## WORK TO COMPLETE
Taking the entries below from the top, restate each line exactly and end with the line containing "at least one".

------------------------------------------------------------------------

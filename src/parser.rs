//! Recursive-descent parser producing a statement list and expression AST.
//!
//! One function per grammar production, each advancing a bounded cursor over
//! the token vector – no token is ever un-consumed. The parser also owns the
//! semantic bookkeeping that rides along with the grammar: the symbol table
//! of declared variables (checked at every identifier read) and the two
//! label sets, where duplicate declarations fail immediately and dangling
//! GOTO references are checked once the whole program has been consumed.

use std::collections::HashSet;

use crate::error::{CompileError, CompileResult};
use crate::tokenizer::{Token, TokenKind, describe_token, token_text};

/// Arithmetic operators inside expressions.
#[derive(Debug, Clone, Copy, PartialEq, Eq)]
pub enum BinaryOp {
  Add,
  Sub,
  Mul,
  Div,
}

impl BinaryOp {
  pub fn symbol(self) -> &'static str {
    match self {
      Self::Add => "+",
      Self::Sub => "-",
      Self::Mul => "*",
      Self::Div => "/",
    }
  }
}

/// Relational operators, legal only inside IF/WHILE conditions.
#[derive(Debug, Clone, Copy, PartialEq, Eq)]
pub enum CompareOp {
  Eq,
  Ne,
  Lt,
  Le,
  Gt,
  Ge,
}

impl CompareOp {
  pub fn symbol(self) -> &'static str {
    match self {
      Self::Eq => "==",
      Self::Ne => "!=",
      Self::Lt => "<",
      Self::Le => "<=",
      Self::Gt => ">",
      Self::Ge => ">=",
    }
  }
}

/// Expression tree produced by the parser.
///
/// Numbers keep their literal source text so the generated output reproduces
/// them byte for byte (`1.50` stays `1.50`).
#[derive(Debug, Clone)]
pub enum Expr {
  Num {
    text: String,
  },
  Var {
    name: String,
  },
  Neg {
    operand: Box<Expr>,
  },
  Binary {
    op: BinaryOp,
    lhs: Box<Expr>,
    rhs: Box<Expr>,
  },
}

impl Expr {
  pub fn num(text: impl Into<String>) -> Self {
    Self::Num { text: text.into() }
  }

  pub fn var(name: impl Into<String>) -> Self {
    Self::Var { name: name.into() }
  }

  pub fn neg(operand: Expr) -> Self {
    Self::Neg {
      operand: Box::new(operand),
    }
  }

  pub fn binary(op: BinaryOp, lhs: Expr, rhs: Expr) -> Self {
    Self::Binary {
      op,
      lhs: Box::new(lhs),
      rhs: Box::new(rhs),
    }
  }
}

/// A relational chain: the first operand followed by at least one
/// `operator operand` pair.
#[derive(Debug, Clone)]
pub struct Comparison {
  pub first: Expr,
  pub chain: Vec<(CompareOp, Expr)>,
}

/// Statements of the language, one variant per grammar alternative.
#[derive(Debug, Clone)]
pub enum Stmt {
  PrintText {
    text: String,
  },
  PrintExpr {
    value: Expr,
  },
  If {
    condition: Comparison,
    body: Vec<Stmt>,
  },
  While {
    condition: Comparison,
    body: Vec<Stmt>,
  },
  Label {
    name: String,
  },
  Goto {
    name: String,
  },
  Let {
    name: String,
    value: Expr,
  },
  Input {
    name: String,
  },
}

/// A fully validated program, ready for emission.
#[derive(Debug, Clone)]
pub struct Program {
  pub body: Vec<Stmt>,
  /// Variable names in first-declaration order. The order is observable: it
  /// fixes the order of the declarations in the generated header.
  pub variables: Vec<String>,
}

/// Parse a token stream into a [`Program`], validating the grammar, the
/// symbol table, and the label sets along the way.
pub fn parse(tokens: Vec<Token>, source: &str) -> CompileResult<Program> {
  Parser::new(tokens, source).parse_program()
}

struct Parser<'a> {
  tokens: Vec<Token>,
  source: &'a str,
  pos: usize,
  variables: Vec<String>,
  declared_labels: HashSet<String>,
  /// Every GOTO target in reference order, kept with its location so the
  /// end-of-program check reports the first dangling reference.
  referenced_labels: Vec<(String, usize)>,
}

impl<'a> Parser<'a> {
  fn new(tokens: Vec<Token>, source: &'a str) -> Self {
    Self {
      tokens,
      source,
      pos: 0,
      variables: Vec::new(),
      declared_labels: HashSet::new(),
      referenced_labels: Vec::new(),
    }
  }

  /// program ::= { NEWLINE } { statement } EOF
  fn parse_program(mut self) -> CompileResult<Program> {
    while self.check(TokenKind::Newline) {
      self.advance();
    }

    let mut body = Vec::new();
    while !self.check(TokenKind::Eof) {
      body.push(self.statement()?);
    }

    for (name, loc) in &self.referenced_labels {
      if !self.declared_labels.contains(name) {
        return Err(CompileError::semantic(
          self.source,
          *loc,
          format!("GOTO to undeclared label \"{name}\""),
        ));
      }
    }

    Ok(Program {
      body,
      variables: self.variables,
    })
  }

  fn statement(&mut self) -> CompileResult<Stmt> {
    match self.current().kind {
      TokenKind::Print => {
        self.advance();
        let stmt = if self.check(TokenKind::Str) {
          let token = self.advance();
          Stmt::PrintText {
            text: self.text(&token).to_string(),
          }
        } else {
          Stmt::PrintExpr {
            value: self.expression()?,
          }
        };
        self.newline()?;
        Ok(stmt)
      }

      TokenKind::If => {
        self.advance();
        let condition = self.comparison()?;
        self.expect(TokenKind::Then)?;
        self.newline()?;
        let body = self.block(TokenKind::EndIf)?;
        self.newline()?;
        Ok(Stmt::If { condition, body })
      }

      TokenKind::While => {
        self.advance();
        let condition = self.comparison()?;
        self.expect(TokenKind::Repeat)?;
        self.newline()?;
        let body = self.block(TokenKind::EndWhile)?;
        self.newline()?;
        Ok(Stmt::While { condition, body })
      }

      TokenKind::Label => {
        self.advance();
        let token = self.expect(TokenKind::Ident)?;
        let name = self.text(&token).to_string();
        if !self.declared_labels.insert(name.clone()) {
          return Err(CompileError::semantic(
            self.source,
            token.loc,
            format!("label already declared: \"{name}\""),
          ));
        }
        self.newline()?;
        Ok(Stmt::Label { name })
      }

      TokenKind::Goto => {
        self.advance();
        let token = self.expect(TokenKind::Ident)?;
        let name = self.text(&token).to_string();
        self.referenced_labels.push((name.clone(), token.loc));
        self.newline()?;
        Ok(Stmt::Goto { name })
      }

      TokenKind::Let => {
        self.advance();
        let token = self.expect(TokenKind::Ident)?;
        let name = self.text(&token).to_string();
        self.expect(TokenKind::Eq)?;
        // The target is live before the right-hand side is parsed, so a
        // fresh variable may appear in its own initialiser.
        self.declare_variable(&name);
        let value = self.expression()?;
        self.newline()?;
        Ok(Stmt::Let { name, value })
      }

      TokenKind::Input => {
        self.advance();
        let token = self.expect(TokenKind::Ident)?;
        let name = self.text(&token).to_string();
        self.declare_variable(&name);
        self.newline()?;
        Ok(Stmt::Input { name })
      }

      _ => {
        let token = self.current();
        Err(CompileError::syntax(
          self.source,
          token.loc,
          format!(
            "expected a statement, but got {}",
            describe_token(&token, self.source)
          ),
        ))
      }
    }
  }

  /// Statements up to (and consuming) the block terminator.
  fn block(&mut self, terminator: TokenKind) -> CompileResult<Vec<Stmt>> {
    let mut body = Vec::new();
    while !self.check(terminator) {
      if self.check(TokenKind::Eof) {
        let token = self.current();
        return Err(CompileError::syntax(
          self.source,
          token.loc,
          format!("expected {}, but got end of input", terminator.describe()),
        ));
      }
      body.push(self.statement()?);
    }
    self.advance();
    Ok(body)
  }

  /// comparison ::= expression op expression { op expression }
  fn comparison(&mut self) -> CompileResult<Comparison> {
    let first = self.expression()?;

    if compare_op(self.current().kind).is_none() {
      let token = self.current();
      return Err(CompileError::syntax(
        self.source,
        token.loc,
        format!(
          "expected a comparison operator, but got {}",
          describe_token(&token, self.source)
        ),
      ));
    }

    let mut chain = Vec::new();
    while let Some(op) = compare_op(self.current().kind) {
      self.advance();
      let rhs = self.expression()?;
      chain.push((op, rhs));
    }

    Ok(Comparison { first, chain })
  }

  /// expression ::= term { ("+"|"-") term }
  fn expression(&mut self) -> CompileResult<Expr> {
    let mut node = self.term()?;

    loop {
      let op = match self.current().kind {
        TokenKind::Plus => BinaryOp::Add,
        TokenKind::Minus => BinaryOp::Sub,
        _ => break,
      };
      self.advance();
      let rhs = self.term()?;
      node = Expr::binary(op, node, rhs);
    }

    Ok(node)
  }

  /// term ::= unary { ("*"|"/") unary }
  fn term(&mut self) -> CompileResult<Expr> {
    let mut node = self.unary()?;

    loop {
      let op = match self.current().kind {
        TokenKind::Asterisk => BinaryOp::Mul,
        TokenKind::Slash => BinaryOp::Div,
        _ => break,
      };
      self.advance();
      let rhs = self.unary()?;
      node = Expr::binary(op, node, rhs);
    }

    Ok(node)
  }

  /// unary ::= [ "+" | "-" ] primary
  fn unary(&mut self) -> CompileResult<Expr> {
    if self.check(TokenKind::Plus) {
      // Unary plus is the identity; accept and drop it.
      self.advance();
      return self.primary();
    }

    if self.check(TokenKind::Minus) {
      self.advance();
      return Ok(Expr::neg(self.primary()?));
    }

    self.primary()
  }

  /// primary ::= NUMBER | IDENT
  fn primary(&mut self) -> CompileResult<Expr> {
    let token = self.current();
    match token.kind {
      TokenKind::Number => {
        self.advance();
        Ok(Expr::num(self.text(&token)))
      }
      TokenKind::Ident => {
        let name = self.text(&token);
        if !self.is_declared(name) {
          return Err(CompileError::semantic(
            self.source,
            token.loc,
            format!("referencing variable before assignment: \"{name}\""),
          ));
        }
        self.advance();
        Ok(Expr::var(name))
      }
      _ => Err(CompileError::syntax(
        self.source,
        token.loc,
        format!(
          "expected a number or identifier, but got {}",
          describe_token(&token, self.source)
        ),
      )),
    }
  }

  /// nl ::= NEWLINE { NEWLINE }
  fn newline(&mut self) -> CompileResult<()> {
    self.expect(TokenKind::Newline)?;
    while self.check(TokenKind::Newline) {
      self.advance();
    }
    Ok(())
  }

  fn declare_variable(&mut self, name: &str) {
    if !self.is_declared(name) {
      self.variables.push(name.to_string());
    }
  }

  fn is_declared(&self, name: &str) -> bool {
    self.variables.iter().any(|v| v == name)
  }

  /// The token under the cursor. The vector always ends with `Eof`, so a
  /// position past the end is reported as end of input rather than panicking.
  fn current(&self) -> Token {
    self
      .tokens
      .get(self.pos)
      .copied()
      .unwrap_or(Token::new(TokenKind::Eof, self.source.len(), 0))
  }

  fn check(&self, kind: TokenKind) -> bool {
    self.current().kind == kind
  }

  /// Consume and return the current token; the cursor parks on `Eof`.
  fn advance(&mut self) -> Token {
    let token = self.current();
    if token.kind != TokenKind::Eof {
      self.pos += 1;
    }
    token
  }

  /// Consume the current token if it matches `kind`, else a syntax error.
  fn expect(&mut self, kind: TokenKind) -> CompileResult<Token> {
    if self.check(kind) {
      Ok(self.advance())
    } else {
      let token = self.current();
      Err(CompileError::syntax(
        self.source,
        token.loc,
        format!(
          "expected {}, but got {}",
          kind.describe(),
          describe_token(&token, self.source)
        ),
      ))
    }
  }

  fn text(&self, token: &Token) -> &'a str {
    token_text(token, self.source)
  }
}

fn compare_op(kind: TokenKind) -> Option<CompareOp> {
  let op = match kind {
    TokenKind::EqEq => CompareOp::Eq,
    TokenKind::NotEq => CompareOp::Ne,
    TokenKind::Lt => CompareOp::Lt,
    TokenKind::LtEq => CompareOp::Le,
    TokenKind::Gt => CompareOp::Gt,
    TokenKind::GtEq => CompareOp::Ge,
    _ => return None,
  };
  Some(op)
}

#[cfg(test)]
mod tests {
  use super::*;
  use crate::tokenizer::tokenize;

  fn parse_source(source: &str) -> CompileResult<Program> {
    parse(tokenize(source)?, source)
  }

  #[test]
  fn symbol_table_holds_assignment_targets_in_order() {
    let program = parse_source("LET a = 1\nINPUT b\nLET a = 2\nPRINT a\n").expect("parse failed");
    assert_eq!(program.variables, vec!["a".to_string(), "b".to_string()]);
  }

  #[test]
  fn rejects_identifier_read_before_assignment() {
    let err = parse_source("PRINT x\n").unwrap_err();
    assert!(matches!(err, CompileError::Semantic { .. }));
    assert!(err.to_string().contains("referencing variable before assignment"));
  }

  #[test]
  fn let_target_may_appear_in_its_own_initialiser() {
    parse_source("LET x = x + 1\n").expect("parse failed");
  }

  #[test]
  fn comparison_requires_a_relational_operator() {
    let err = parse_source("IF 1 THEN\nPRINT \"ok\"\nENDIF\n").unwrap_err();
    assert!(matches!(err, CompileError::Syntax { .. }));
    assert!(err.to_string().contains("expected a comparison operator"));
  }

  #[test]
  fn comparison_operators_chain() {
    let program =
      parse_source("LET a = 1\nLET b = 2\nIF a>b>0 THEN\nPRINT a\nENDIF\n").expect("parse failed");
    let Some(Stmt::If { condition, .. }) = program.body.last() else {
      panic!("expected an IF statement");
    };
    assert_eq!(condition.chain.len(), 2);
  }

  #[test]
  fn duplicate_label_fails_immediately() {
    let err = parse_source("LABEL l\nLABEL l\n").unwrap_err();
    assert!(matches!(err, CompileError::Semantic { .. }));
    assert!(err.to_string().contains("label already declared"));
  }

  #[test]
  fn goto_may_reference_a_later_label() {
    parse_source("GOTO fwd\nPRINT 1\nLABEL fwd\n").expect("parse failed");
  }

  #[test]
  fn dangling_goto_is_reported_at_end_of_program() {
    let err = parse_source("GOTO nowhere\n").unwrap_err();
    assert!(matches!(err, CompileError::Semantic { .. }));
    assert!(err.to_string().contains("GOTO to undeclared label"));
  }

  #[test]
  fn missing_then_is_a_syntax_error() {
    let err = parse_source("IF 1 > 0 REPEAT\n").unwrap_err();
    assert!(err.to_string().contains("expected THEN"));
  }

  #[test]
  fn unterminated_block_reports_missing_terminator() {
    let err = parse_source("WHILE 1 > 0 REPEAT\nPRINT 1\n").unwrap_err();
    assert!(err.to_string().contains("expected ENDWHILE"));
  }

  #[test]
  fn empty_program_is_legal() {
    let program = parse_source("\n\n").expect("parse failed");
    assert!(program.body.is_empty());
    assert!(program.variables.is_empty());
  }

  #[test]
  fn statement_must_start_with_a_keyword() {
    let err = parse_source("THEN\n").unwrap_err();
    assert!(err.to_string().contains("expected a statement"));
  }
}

------------------------------------------------------------------------

## THE ANSWER
filename src/parser.rs
//! Recursive-descent parser producing a statement list and expression AST.
//!
//! One function per grammar production, each advancing a bounded cursor over
//! the token vector – no token is ever un-consumed. The parser also owns the
//! semantic bookkeeping that rides along with the grammar: the symbol table
//! of declared variables (checked at every identifier read) and the two
//! label sets, where duplicate declarations fail immediately and dangling
//! GOTO references are checked once the whole program has been consumed.

use std::collections::HashSet;

use crate::error::{CompileError, CompileResult};
use crate::tokenizer::{Token, TokenKind, describe_token, token_text};

/// Arithmetic operators inside expressions.
#[derive(Debug, Clone, Copy, PartialEq, Eq)]
pub enum BinaryOp {
  Add,
  Sub,
  Mul,
  Div,
}

impl BinaryOp {
  pub fn symbol(self) -> &'static str {
    match self {
      Self::Add => "+",
      Self::Sub => "-",
      Self::Mul => "*",
      Self::Div => "/",
    }
  }
}

/// Relational operators, legal only inside IF/WHILE conditions.
#[derive(Debug, Clone, Copy, PartialEq, Eq)]
pub enum CompareOp {
  Eq,
  Ne,
  Lt,
  Le,
  Gt,
  Ge,
}

impl CompareOp {
  pub fn symbol(self) -> &'static str {
    match self {
      Self::Eq => "==",
      Self::Ne => "!=",
      Self::Lt => "<",
      Self::Le => "<=",
      Self::Gt => ">",
      Self::Ge => ">=",
    }
  }
}

/// Expression tree produced by the parser.
///
/// Numbers keep their literal source text so the generated output reproduces
/// them byte for byte (`1.50` stays `1.50`).
#[derive(Debug, Clone)]
pub enum Expr {
  Num {
    text: String,
  },
  Var {
    name: String,
  },
  Neg {
    operand: Box<Expr>,
  },
  Binary {
    op: BinaryOp,
    lhs: Box<Expr>,
    rhs: Box<Expr>,
  },
}

impl Expr {
  pub fn num(text: impl Into<String>) -> Self {
    Self::Num { text: text.into() }
  }

  pub fn var(name: impl Into<String>) -> Self {
    Self::Var { name: name.into() }
  }

  pub fn neg(operand: Expr) -> Self {
    Self::Neg {
      operand: Box::new(operand),
    }
  }

  pub fn binary(op: BinaryOp, lhs: Expr, rhs: Expr) -> Self {
    Self::Binary {
      op,
      lhs: Box::new(lhs),
      rhs: Box::new(rhs),
    }
  }
}

/// A relational chain: the first operand followed by at least one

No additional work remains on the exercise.